## TASK PROMPT
Copy out once more, exactly, the line with "in rule order." and all the lines after it, up to the last line of the data.

## DATA RECORDS

====

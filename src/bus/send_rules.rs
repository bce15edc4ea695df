//! Routing for messages sent without a `Destination`.
//!
//! A send rule maps a `MessageName` pattern to a configured endpoint name.
//! Every rule whose pattern matches contributes its endpoint; an endpoint
//! named by more than one matching rule is only used once.

use regex::Regex;

#[derive(Debug, Clone)]
pub struct SendRule {
    pattern: Regex,
    endpoint: String,
}

impl SendRule {
    pub fn new(name_pattern: &str, endpoint: impl Into<String>) -> Result<Self, regex::Error> {
        Ok(Self {
            pattern: Regex::new(name_pattern)?,
            endpoint: endpoint.into(),
        })
    }

    pub fn matches(&self, message_name: &str) -> bool {
        self.pattern.is_match(message_name)
    }

    pub fn endpoint(&self) -> &str {
        &self.endpoint
    }
}

#[derive(Debug, Clone, Default)]
pub struct SendRules {
    rules: Vec<SendRule>,
}

impl SendRules {
    pub fn new(rules: impl IntoIterator<Item = SendRule>) -> Self {
        Self {
            rules: rules.into_iter().collect(),
        }
    }

    /// Endpoint names for `message_name`, in rule order.
    pub fn endpoints_for(&self, message_name: &str) -> Vec<&str> {
        let mut endpoints: Vec<&str> = Vec::new();
        for rule in self.rules.iter().filter(|rule| rule.matches(message_name)) {
            if !endpoints.contains(&rule.endpoint()) {
                endpoints.push(rule.endpoint());
            }
        }
        endpoints
    }

    pub fn len(&self) -> usize {
        self.rules.len()
    }

    pub fn is_empty(&self) -> bool {
        self.rules.is_empty()
    }
}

====

## TASK OUTPUT
    /// Endpoint names for `message_name`, in rule order.
    pub fn endpoints_for(&self, message_name: &str) -> Vec<&str> {
        let mut endpoints: Vec<&str> = Vec::new();
        for rule in self.rules.iter().filter(|rule| rule.matches(message_name)) {
            if !endpoints.contains(&rule.endpoint()) {
                endpoints.push(rule.endpoint());
            }
        }
        endpoints
    }

    pub fn len(&self) -> usize {
        self.rules.len()
    }

    pub fn is_empty(&self) -> bool {
        self.rules.is_empty()
    }
}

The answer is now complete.